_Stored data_
====

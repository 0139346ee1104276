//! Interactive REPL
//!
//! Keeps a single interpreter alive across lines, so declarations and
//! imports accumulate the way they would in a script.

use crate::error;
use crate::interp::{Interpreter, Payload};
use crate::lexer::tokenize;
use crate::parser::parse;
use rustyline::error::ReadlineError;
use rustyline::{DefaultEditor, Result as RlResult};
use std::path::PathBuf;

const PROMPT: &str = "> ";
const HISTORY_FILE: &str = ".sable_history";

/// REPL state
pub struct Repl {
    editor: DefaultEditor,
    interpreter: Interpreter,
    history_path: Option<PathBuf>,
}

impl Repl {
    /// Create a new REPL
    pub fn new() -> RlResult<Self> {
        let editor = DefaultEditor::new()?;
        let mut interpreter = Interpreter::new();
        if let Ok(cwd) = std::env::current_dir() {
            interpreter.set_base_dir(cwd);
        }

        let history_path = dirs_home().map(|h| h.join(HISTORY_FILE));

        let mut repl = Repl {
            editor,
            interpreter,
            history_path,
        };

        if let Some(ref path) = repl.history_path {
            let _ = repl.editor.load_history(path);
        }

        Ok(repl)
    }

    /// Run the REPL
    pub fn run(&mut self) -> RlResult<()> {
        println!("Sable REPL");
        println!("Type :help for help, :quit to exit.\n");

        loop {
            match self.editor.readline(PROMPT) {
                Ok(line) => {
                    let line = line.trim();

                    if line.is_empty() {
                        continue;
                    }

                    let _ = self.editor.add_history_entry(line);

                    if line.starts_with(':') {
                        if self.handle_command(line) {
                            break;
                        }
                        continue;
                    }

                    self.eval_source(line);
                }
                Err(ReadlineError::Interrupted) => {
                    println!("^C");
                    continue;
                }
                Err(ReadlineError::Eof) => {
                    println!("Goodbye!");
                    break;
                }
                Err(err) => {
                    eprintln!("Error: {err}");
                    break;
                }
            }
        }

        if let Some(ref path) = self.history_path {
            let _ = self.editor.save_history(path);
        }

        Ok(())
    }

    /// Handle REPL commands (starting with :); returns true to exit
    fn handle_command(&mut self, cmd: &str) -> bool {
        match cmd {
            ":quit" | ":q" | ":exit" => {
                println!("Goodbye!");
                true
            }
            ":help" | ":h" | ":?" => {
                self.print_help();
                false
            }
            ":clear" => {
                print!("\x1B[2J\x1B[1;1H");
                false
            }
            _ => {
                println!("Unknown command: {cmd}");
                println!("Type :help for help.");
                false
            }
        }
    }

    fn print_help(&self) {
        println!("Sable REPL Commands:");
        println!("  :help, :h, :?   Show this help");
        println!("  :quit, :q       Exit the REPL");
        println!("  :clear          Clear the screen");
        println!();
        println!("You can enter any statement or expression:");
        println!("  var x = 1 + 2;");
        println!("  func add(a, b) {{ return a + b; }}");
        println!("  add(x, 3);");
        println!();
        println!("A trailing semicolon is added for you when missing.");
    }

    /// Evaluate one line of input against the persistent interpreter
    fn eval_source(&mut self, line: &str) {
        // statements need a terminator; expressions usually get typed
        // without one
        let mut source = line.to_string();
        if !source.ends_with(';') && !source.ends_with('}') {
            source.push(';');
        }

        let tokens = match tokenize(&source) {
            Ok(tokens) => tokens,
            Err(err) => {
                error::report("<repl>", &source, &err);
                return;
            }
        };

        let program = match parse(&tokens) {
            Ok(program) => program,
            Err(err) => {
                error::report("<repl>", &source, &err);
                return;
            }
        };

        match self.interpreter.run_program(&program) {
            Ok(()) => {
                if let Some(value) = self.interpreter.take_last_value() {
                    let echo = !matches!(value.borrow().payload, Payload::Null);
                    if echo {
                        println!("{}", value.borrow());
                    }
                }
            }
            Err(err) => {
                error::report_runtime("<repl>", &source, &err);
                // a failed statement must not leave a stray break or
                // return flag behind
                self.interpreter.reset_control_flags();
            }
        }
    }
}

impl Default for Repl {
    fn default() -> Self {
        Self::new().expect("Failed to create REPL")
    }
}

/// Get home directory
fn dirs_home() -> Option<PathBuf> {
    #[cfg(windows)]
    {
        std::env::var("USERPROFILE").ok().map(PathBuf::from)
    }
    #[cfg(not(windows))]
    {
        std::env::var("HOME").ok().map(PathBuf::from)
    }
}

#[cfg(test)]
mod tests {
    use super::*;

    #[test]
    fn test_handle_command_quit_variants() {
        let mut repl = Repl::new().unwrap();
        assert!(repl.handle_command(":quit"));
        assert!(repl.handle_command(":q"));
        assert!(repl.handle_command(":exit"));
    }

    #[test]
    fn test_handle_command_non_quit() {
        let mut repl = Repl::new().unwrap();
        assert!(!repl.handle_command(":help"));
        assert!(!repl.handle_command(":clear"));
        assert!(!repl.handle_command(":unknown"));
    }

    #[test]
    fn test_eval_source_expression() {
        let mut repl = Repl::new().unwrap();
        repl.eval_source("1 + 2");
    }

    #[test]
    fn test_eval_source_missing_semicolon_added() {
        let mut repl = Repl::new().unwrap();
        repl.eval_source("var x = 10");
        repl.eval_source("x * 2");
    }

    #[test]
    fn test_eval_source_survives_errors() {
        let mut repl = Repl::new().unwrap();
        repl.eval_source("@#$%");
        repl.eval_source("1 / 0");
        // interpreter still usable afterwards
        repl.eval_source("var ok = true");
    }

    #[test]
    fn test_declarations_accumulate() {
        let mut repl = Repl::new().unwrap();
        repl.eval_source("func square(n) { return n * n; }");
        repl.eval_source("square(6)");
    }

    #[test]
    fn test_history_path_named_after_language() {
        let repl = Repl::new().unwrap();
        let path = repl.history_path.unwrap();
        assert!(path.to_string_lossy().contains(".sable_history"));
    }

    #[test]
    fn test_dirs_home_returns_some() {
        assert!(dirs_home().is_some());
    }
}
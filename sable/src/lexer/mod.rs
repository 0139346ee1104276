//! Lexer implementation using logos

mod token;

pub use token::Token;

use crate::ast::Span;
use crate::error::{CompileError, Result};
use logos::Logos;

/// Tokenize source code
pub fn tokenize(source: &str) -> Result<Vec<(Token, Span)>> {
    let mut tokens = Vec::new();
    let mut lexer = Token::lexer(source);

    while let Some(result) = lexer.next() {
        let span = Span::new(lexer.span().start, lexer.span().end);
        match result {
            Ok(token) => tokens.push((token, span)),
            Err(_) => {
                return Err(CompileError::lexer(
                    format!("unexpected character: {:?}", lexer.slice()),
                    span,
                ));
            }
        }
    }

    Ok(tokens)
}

====

_Exercise details_
Please return each line of the data above in which the word "PathBuf" occurs.

_Output below_
use std::path::PathBuf;
    history_path: Option<PathBuf>,
fn dirs_home() -> Option<PathBuf> {
        std::env::var("USERPROFILE").ok().map(PathBuf::from)
        std::env::var("HOME").ok().map(PathBuf::from)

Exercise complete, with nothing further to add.